Name: Sassa, Yasmine
Candidate to represent: SμS user community
Field of studies/profession: Physics, Associate Professor
Current affiliation: KTH Royal Institute of Technology, Department of Applied Physics, Sweden (since 2024)
Previous affiliations:   
  • Chalmers University of Technology, Department of Physics, Materials Physics Division, Sweden (2019-2023)
  • Assistant Professor at Uppsala University, Department of Physics, Molecular and Condensed Matter PhysicsDivision (2018 -2019)
  • Researcher at Uppsala University, Department of   Physics, Molecular and Condensed Matter Physics Division (2015 -2017)
  • Senior Research Assistant (Oberassistent) at ETH Zürich, Department of Physics, Physics of New Materials Group, Switzerland  (2013-2014)
  • Postdoctoral Researcher at ETH Zürich, Department of Physics, Physics of New Materials Group, Switzerland (2011-2013)
  • Ph.D. Paul Scherrer Institute and Universite de Neuchâtel, Switzerland (2007-2011)
Research interests:
  • Quantum Materials
  • Superconductivity
  • Magnetism
Fields of expertise:
  • Angle-resolved photoelectron spectroscopy
  • Thin film growth
  • Muon spin rotation
  • Inelastic neutron scattering
PSI facilities used so far: SLS, SINQ and SμS
Motivation statement:

I am an experimental physicist having expertise within a broad scope of materials science.

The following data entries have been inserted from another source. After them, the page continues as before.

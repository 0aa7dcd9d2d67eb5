use std::str::FromStr;

use chrono::Utc;
use clap::Args;
use gatetime_core::itinerary::planned_time_for;
use gatetime_core::{
    resolve_clock_time, Catalog, CheckpointClamp, Config, RiskPolicy, RiskPreference, StepId,
    TravelMode, TripOptions, TripSession,
};
use tracing::debug;

use crate::render::{display_offset, print_session, SessionView};

/// Flags shared by `plan` and `track`.
#[derive(Args)]
pub struct TripArgs {
    /// Flight id from `gatetime flights`
    #[arg(long)]
    flight: String,
    /// Where you leave from (free text)
    #[arg(long)]
    origin: Option<String>,
    /// Origin id from `gatetime origins`
    #[arg(long = "origin-id")]
    origin_id: Option<String>,
    /// car, taxi, rideshare or transit
    #[arg(long)]
    mode: TravelMode,
    /// Checking a bag
    #[arg(long)]
    bag: bool,
    /// Priority security lane
    #[arg(long)]
    priority: bool,
    /// low_wait, balanced or very_safe
    #[arg(long)]
    risk: RiskPreference,
    /// Treat the flight as international
    #[arg(long)]
    international: bool,
}

#[derive(Args)]
pub struct PlanArgs {
    #[command(flatten)]
    trip: TripArgs,
    /// Print JSON
    #[arg(long)]
    json: bool,
}

#[derive(Args)]
pub struct TrackArgs {
    #[command(flatten)]
    trip: TripArgs,
    /// Progress report as STEP@HH:MM or STEP@now, in order
    #[arg(long = "report", value_name = "STEP@TIME")]
    reports: Vec<Report>,
    /// Bounded risk and bounded checkpoint clamping for this run
    #[arg(long)]
    demo: bool,
    /// Print JSON
    #[arg(long)]
    json: bool,
}

#[derive(Debug, Clone)]
enum ReportTime {
    Now,
    Clock(String),
}

/// One `--report` value.
#[derive(Debug, Clone)]
pub struct Report {
    step: StepId,
    at: ReportTime,
}

impl FromStr for Report {
    type Err = String;

    fn from_str(s: &str) -> Result<Self, Self::Err> {
        let (step, at) = s
            .split_once('@')
            .ok_or_else(|| format!("expected STEP@HH:MM or STEP@now, got '{s}'"))?;
        let step = step.parse::<StepId>().map_err(|e| e.to_string())?;
        let at = match at.trim() {
            "now" => ReportTime::Now,
            clock => ReportTime::Clock(clock.to_string()),
        };
        Ok(Report { step, at })
    }
}

fn start_session(
    trip: &TripArgs,
    config: &Config,
    demo: bool,
) -> Result<TripSession, Box<dyn std::error::Error>> {
    let catalog = Catalog::builtin();
    let flight = catalog
        .require_flight(&trip.flight)?
        .with_international_override(trip.international);

    let label = match (&trip.origin, &trip.origin_id) {
        (Some(label), _) => label.clone(),
        (None, Some(id)) => catalog
            .origin(id)
            .map(|o| o.label.clone())
            .ok_or_else(|| format!("unknown origin '{id}'"))?,
        (None, None) => String::new(),
    };
    let options = TripOptions::new(trip.mode, trip.risk)
        .with_origin(trip.origin_id.clone(), &label)
        .with_checked_bag(trip.bag)
        .with_priority_security(trip.priority);

    let (policy, clamp) = if demo {
        (RiskPolicy::Bounded, CheckpointClamp::bounded())
    } else {
        (config.risk_policy, config.checkpoint_clamp())
    };

    Ok(TripSession::plan(flight, options, &config.profile, policy, clamp))
}

fn output(session: &TripSession, config: &Config, json: bool) -> Result<(), Box<dyn std::error::Error>> {
    let offset = display_offset(config);
    if json {
        println!("{}", serde_json::to_string_pretty(&SessionView::new(session, offset))?);
    } else {
        print_session(session, offset, config.display.time_format_24h);
    }
    Ok(())
}

pub fn plan(args: PlanArgs) -> Result<(), Box<dyn std::error::Error>> {
    let config = Config::load()?;
    let session = start_session(&args.trip, &config, false)?;
    output(&session, &config, args.json)
}

pub fn track(args: TrackArgs) -> Result<(), Box<dyn std::error::Error>> {
    let config = Config::load()?;
    let offset = display_offset(&config);
    let mut session = start_session(&args.trip, &config, args.demo)?;

    for report in &args.reports {
        let (reported_at, requested) = match &report.at {
            ReportTime::Now => (Utc::now(), None),
            ReportTime::Clock(text) => {
                let anchor = planned_time_for(session.recommendation(), report.step);
                let at = resolve_clock_time(text, anchor, offset)?;
                (at, Some(at))
            }
        };
        debug!(step = %report.step, %reported_at, "replaying report");
        session.report(report.step, reported_at, requested)?;
    }

    output(&session, &config, args.json)
}
//! services/web/src/adapters/db.rs
//!
//! This module contains the database adapter, the concrete implementation of
//! the `EntryStore` port from the `core` crate. It handles all interactions
//! with the SQLite database using `sqlx`.

use async_trait::async_trait;
use miniblog_core::domain::Entry;
use miniblog_core::ports::{EntryStore, PortError, PortResult};
use sqlx::sqlite::SqlitePoolOptions;
use sqlx::{FromRow, SqlitePool};

//=========================================================================================
// The Main Adapter Struct
//=========================================================================================

/// A database adapter that implements the `EntryStore` port.
///
/// Every operation acquires a connection from the pool and returns it when
/// the handle drops, on success and error paths alike, so each request's
/// connection use is scoped to that request.
#[derive(Clone)]
pub struct SqliteStore {
    pool: SqlitePool,
}

impl SqliteStore {
    /// Creates a new `SqliteStore` over an existing pool.
    pub fn new(pool: SqlitePool) -> Self {
        Self { pool }
    }

    /// Opens a pool against the configured database URL.
    pub async fn connect(database_url: &str) -> Result<Self, sqlx::Error> {
        let pool = SqlitePoolOptions::new()
            .max_connections(5)
            .connect(database_url)
            .await?;
        Ok(Self { pool })
    }

    /// Applies the bundled schema migrations. Idempotent. Invoked by the
    /// `init-db` administrative command and by tests, never during request
    /// handling.
    pub async fn init_schema(&self) -> Result<(), sqlx::Error> {
        sqlx::migrate!("./migrations").run(&self.pool).await?;
        Ok(())
    }
}

//=========================================================================================
// "Impure" Database Record Structs
//=========================================================================================

#[derive(FromRow)]
struct EntryRecord {
    id: i64,
    title: String,
    text: String,
}

impl EntryRecord {
    fn to_domain(self) -> Entry {
        Entry {
            id: self.id,
            title: self.title,
            text: self.text,
        }
    }
}

//=========================================================================================
// `EntryStore` Trait Implementation
//=========================================================================================

#[async_trait]
impl EntryStore for SqliteStore {
    async fn list_entries(&self) -> PortResult<Vec<Entry>> {
        let records = sqlx::query_as::<_, EntryRecord>(
            "SELECT id, title, text FROM entries ORDER BY id DESC",
        )
        .fetch_all(&self.pool)
        .await
        .map_err(|e| PortError::Unavailable(e.to_string()))?;

        Ok(records.into_iter().map(EntryRecord::to_domain).collect())
    }

    async fn add_entry(&self, title: &str, text: &str) -> PortResult<()> {
        // Parameterized statement; title and text stay opaque strings.
        sqlx::query("INSERT INTO entries (title, text) VALUES (?, ?)")
            .bind(title)
            .bind(text)
            .execute(&self.pool)
            .await
            .map_err(|e| PortError::Unavailable(e.to_string()))?;
        Ok(())
    }
}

I use a series of experimental techniques based on large-scale infrastructures to understand materials' electronic and magnetic properties. I have measured at several synchrotron radiations (ALS, DIAMOND, MAXIV, SPRING-8, etc.), neutron, and muon sources (TRIUMF, J-PARC, ISIS, Oak Ridge, ILL, etc.). Since 2007, I have been an active user of PSI facilities; first, I have been an SLS user, then from 2013, of the SμS and SINQ. I understand the challenges users face and the importance of having user feedback being reported to the right people to improve and facilitate the experiments we are performing at such facilities. I have developed a good network with people at SLS, SμS, and SINQ from my PSI years and can easily have an open discussion with them.

Further, it is also essential to link the large-scale infrastructures to universities to extend the user community and train the next generation of students. For the last five years, together with my KTH colleague, we have been actively working to promote and revive the muSR technique within Sweden. In 2015,  we were only two active μ-SR users in Sweden, and now in 2020, we are about twenty.

I believe that my extensive experience of large-scale infrastructures and, in particular, of the  PSI facilities make me the right candidate for being part of the board member of JUSAP and representing SμS users.